§ **Information shown**:

>>>>

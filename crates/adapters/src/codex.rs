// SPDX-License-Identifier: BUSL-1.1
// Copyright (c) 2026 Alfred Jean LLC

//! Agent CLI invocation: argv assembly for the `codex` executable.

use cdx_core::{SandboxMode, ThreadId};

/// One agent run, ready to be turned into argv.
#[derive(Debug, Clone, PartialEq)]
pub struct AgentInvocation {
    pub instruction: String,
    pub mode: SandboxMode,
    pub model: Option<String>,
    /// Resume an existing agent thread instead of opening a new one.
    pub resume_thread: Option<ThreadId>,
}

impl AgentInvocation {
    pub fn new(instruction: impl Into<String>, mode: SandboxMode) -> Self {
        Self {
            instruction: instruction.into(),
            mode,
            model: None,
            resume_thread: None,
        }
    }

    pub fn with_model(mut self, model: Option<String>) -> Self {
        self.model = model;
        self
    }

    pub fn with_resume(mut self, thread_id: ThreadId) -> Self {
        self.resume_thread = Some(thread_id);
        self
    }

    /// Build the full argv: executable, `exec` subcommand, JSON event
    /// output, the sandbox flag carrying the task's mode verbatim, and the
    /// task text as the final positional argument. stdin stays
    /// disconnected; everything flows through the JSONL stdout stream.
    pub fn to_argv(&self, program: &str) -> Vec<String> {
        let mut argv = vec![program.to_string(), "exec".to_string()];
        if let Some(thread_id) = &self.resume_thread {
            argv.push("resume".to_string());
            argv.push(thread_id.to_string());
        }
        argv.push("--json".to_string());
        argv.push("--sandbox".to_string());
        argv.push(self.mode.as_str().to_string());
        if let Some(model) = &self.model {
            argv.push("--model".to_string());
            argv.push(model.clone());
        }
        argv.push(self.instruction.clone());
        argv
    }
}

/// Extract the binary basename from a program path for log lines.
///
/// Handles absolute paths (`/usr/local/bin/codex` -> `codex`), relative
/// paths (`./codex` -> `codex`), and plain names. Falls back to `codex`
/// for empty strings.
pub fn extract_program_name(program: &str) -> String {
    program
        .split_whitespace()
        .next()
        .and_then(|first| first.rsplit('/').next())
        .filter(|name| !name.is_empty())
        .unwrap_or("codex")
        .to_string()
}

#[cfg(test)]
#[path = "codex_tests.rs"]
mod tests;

<<<<
>>>>

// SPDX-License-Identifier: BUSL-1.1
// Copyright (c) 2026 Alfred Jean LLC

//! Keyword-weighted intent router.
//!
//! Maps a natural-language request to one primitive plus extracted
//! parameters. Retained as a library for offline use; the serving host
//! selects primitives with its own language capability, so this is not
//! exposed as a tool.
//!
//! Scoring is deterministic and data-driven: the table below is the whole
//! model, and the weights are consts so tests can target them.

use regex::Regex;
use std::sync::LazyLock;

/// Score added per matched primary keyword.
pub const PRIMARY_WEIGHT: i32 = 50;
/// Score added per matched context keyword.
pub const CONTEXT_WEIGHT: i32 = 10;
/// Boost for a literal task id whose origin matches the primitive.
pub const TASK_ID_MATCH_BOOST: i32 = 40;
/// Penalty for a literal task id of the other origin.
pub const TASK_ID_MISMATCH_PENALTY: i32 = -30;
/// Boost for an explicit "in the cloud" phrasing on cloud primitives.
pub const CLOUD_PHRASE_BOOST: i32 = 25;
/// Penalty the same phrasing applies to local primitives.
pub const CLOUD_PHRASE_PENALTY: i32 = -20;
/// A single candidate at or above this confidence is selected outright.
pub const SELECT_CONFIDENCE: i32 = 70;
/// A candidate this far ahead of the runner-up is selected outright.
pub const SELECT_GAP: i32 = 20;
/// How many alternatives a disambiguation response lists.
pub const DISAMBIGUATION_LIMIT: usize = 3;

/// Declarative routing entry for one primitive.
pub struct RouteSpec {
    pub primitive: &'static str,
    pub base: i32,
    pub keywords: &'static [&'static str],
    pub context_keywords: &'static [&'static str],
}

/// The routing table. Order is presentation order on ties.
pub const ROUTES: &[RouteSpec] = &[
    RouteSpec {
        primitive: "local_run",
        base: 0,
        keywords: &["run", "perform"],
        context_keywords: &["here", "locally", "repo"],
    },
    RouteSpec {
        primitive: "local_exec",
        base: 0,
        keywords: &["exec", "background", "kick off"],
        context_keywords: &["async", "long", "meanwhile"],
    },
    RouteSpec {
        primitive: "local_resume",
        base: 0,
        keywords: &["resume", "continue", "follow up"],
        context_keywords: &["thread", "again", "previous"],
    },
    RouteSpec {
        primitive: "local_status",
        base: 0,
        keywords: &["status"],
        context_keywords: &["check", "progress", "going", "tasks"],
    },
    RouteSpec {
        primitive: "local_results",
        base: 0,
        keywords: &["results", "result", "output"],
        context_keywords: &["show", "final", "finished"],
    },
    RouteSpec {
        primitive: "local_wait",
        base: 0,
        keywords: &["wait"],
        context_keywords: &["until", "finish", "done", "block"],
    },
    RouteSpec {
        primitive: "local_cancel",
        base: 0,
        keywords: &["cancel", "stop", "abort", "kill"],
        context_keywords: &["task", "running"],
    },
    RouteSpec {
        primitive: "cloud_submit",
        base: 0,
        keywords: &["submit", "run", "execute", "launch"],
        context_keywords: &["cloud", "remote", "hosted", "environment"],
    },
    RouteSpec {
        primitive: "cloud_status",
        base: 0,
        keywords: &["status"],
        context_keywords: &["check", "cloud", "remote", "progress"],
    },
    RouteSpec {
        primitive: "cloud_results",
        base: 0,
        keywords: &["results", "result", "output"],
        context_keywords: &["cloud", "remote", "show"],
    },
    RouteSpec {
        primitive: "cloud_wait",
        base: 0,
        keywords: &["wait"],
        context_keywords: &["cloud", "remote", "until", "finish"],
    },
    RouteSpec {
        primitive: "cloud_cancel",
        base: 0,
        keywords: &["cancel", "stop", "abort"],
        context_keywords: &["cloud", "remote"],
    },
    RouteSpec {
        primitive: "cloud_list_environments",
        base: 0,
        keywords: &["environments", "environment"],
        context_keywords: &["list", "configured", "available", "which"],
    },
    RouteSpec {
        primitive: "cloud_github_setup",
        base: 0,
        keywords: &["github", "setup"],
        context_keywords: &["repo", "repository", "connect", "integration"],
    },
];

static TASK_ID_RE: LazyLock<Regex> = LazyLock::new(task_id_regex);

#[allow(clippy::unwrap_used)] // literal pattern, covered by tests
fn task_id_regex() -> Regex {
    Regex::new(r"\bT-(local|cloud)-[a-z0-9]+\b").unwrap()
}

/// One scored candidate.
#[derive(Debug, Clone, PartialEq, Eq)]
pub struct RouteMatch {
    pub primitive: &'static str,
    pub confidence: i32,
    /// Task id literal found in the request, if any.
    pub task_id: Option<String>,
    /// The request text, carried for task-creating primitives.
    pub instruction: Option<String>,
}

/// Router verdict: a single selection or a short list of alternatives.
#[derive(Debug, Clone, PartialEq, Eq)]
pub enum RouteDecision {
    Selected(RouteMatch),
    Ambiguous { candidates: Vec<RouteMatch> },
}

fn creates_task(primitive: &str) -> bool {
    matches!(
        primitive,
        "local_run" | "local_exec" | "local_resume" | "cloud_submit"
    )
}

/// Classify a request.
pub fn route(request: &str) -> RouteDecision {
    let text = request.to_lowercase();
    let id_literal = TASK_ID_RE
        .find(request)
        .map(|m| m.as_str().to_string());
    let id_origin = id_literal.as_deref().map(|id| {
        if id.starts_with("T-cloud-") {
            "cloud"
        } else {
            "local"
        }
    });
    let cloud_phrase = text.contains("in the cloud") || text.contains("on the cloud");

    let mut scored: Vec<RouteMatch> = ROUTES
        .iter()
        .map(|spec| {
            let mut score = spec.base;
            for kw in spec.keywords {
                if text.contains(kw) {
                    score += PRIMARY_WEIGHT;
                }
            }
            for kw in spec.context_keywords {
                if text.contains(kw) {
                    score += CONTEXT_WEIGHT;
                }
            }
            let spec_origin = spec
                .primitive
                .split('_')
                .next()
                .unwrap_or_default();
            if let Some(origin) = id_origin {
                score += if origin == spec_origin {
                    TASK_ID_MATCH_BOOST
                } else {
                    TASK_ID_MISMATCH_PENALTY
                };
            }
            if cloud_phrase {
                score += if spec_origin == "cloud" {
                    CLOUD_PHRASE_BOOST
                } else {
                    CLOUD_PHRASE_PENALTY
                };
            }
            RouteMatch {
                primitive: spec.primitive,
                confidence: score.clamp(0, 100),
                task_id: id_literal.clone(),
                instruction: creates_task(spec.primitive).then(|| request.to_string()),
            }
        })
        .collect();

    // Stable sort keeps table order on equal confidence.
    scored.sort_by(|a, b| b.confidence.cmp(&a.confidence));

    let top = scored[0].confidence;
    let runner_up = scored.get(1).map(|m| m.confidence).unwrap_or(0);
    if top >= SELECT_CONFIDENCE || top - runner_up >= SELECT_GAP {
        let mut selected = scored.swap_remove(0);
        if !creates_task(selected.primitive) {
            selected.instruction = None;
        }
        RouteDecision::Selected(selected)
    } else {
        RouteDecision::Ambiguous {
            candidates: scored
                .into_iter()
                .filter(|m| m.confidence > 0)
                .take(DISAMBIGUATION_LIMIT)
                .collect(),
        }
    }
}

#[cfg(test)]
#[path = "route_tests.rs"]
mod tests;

<<<<

§ **How to complete this task**:
Copy each line containing the word "push" from the data.

§ **Expected answer**:
            argv.push("resume".to_string());
            argv.push(thread_id.to_string());
        argv.push("--json".to_string());
        argv.push("--sandbox".to_string());
        argv.push(self.mode.as_str().to_string());
            argv.push("--model".to_string());
            argv.push(model.clone());
        argv.push(self.instruction.clone());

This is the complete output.